The application is deployed on Kubernetes and runs on the aspnet:8.0-noble-chiseled-extra base image. The base image itself was not changed as part of this update.

[jimeshmandaliyamarutitech]

@wcabus We have identified the root cause, and it is not related to the Identity service.
In certain scenarios, NextAuth.js was reloading the page, which caused the same code verifier to be reused for different authorization code challenges. As a result, one of the requests failed due to a code verifier mismatch.

[skoruba]

Hi @jimeshmandaliyamarutitech , which version of NextAuth.js are you using?

[rohanvachheta]

Hi @skoruba,
Apologies for the confusion earlier. After deeper investigation, we’ve confirmed this was not related to NextAuth.js.

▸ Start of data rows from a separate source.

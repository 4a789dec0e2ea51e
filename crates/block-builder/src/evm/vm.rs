//! Deterministic reference executor.
//!
//! `HarnessVm` implements value transfers, contract deployment and a
//! built-in key/value harness contract with a fixed-width call encoding.
//! Costs are flat per operation, fees split the usual way (base fee
//! burned, tip to the coinbase), and every failure path reverts through
//! the state's own snapshot stack, which makes the executor honor the
//! self-revert requirement of the [`Evm`] trait by construction.

use crate::evm::{Evm, ExecutionError, ExecutionOutcome};
use crate::primitives::{BlockHeader, Recovered, SignedTransaction};
use crate::state::{StateDb, StateError, MAX_SNAPSHOT_DEPTH};
use alloy_primitives::{keccak256, Address, TxKind, U256};

pub const TX_GAS: u64 = 21_000;
pub const TX_CREATE_GAS: u64 = 32_000;
pub const DATA_ZERO_GAS: u64 = 4;
pub const DATA_NONZERO_GAS: u64 = 16;
pub const CODE_DEPOSIT_GAS: u64 = 200;
pub const SSTORE_SET_GAS: u64 = 20_000;
pub const SSTORE_UPDATE_GAS: u64 = 5_000;
pub const SELFDESTRUCT_GAS: u64 = 5_000;
pub const SSTORE_CLEAR_REFUND: u64 = 4_800;
/// At most a fifth of the gas actually burned can come back as refund.
pub const REFUND_QUOTIENT: u64 = 5;

/// Call tags understood by accounts that carry code. One tag byte,
/// fixed-width operands; anything else reverts.
pub const OP_CREATE_OBJECT: u8 = 0x00;
pub const OP_REVERT: u8 = 0x01;
pub const OP_RESET_OBJECT: u8 = 0x02;
pub const OP_CHANGE_STORAGE: u8 = 0x03;
pub const OP_CHANGE_BALANCE: u8 = 0x04;
pub const OP_SELF_DESTRUCT: u8 = 0x05;

#[derive(Debug, Clone, PartialEq, Eq)]
enum HarnessOp {
    CreateObject { key: U256, value: U256 },
    Revert,
    ResetObject { key: U256 },
    ChangeStorage { key: U256, value: U256 },
    ChangeBalance { account: Address, value: U256 },
    SelfDestruct,
}

impl HarnessOp {
    fn decode(input: &[u8]) -> Option<Self> {
        let (&tag, operands) = input.split_first()?;
        match tag {
            OP_CREATE_OBJECT if operands.len() == 64 => Some(Self::CreateObject {
                key: word(&operands[..32]),
                value: word(&operands[32..]),
            }),
            OP_REVERT if operands.is_empty() => Some(Self::Revert),
            OP_RESET_OBJECT if operands.len() == 32 => Some(Self::ResetObject {
                key: word(operands),
            }),
            OP_CHANGE_STORAGE if operands.len() == 64 => Some(Self::ChangeStorage {
                key: word(&operands[..32]),
                value: word(&operands[32..]),
            }),
            OP_CHANGE_BALANCE if operands.len() == 52 => Some(Self::ChangeBalance {
                account: Address::from_slice(&operands[..20]),
                value: word(&operands[20..]),
            }),
            OP_SELF_DESTRUCT if operands.is_empty() => Some(Self::SelfDestruct),
            _ => None,
        }
    }
}

fn word(bytes: &[u8]) -> U256 {
    let mut buf = [0u8; 32];
    buf.copy_from_slice(bytes);
    U256::from_be_bytes(buf)
}

/// Storage slot backing the harness contract's per-address balance map.
fn balance_map_slot(account: Address) -> U256 {
    U256::from_be_bytes(keccak256(account).0)
}

fn intrinsic_gas(input: &[u8], is_create: bool) -> u64 {
    let mut gas = TX_GAS;
    if is_create {
        gas += TX_CREATE_GAS;
    }
    for byte in input {
        gas += if *byte == 0 {
            DATA_ZERO_GAS
        } else {
            DATA_NONZERO_GAS
        };
    }
    gas
}

/// Deployment address: truncated hash of sender and pre-execution nonce.
pub fn create_address(sender: Address, nonce: u64) -> Address {
    let mut buf = [0u8; 28];
    buf[..20].copy_from_slice(sender.as_slice());
    buf[20..].copy_from_slice(&nonce.to_be_bytes());
    Address::from_slice(&keccak256(buf)[12..])
}

struct CallResult {
    success: bool,
    op_gas: u64,
    contract_address: Option<Address>,
}

/// The deterministic reference executor.
#[derive(Debug, Clone, Copy, Default)]
pub struct HarnessVm;

impl HarnessVm {
    pub fn new() -> Self {
        Self
    }

    fn run_call(
        &self,
        state: &mut StateDb,
        tx: &Recovered<SignedTransaction>,
        sender: Address,
        nonce_before: u64,
    ) -> CallResult {
        match tx.to {
            TxKind::Create => {
                let contract = create_address(sender, nonce_before);
                state.create_account(contract);
                state.set_nonce(contract, 1);
                state.set_code(contract, tx.input.clone());
                if !tx.value.is_zero() {
                    state.sub_balance(sender, tx.value);
                    state.add_balance(contract, tx.value);
                }
                CallResult {
                    success: true,
                    op_gas: CODE_DEPOSIT_GAS * tx.input.len() as u64,
                    contract_address: Some(contract),
                }
            }
            TxKind::Call(to) => {
                if !tx.value.is_zero() {
                    state.sub_balance(sender, tx.value);
                    state.add_balance(to, tx.value);
                }
                if !state.has_code(to) {
                    // plain transfer; calldata is ignored
                    return CallResult {
                        success: true,
                        op_gas: 0,
                        contract_address: None,
                    };
                }
                let Some(op) = HarnessOp::decode(&tx.input) else {
                    return CallResult {
                        success: false,
                        op_gas: 0,
                        contract_address: None,
                    };
                };
                let op_gas = self.apply_op(state, to, sender, op);
                CallResult {
                    success: op_gas.is_some(),
                    op_gas: op_gas.unwrap_or(0),
                    contract_address: None,
                }
            }
        }
    }

    /// Applies one harness operation; `None` means the call reverted.
    fn apply_op(
        &self,
        state: &mut StateDb,
        contract: Address,
        caller: Address,
        op: HarnessOp,
    ) -> Option<u64> {
        match op {
            HarnessOp::CreateObject { key, value } => {
                state.set_storage(contract, key, value);
                Some(SSTORE_SET_GAS)
            }
            HarnessOp::Revert => None,
            HarnessOp::ResetObject { key } => {
                if !state.storage(contract, key).is_zero() {
                    state.add_refund(SSTORE_CLEAR_REFUND);
                }
                state.set_storage(contract, key, U256::ZERO);
                Some(SSTORE_UPDATE_GAS)
            }
            HarnessOp::ChangeStorage { key, value } => {
                state.set_storage(contract, key, value);
                Some(SSTORE_UPDATE_GAS)
            }
            HarnessOp::ChangeBalance { account, value } => {
                state.set_storage(contract, balance_map_slot(account), value);
                Some(SSTORE_SET_GAS)
            }
            HarnessOp::SelfDestruct => {
                let balance = state.balance(contract);
                state.self_destruct(contract);
                if !balance.is_zero() {
                    state.sub_balance(contract, balance);
                    state.add_balance(caller, balance);
                }
                Some(SELFDESTRUCT_GAS)
            }
        }
    }
}

impl Evm for HarnessVm {
    fn execute(
        &self,
        state: &mut StateDb,
        header: &BlockHeader,
        tx: &Recovered<SignedTransaction>,
    ) -> Result<ExecutionOutcome, ExecutionError> {
        let sender = tx.signer();
        let base_fee = header.base_fee;

        let gas_price = tx
            .effective_gas_price(base_fee)
            .ok_or(ExecutionError::FeeCapBelowBaseFee {
                fee_cap: tx.max_fee_per_gas,
                base_fee,
            })?;
        let tip = tx.effective_gas_tip(base_fee).unwrap_or_default();

        let state_nonce = state.nonce(sender);
        if tx.nonce < state_nonce {
            return Err(ExecutionError::NonceTooLow {
                tx: tx.nonce,
                state: state_nonce,
            });
        }
        if tx.nonce > state_nonce {
            return Err(ExecutionError::NonceTooHigh {
                tx: tx.nonce,
                state: state_nonce,
            });
        }

        let is_create = matches!(tx.to, TxKind::Create);
        let intrinsic = intrinsic_gas(&tx.input, is_create);
        if intrinsic > tx.gas_limit {
            return Err(ExecutionError::IntrinsicGasTooLow {
                needed: intrinsic,
                limit: tx.gas_limit,
            });
        }

        let max_cost = U256::from(gas_price)
            .saturating_mul(U256::from(tx.gas_limit))
            .saturating_add(tx.value);
        let balance = state.balance(sender);
        if balance < max_cost {
            return Err(ExecutionError::InsufficientFunds {
                cost: max_cost,
                balance,
            });
        }

        // The call scope needs one snapshot; make sure it is available
        // before mutating anything, so rejections stay side-effect free.
        if state.snapshot_depth() >= MAX_SNAPSHOT_DEPTH {
            return Err(StateError::SnapshotLimitReached(MAX_SNAPSHOT_DEPTH).into());
        }

        // Execution proper. The nonce bump and the fee charge survive a
        // revert; the call's effects do not.
        state.set_nonce(sender, tx.nonce + 1);

        // stale refund from the previous transaction in this scope
        let leftover_refund = state.refund();
        if leftover_refund != 0 {
            state.sub_refund(leftover_refund);
        }

        state
            .multi_tx_snapshot()
            .expect("snapshot capacity checked above");
        let call = self.run_call(state, tx, sender, tx.nonce);

        let mut success = call.success;
        let mut gas_used = intrinsic.saturating_add(call.op_gas);
        if gas_used > tx.gas_limit {
            success = false;
            gas_used = tx.gas_limit;
        }

        if success {
            let refund = state.refund().min(gas_used / REFUND_QUOTIENT);
            gas_used -= refund;
            state.multi_tx_snapshot_commit();
        } else {
            state.multi_tx_snapshot_revert();
        }

        state.sub_balance(sender, U256::from(gas_price).saturating_mul(U256::from(gas_used)));
        state.add_balance(header.coinbase, U256::from(tip).saturating_mul(U256::from(gas_used)));

        Ok(ExecutionOutcome {
            success,
            gas_used,
            contract_address: call.contract_address.filter(|_| success),
        })
    }
}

The root cause was actually in our own implementation. In certain scenarios, a method responsible for initiating the authorization request was being called twice on the same page load. As a result:

Two different code_challenge values were generated

Two different code_verifier values were generated

The requests overlapped and eventually conflicted at the token exchange stage

Because of this race/duplication, the code_verifier sent during the token request did not always match the originally associated code_challenge, which caused the intermittent:

"Transformed code verifier does not match code challenge."

Once we fixed the duplicate method invocation and ensured a single PKCE pair is generated per authorization request, the issue was resolved.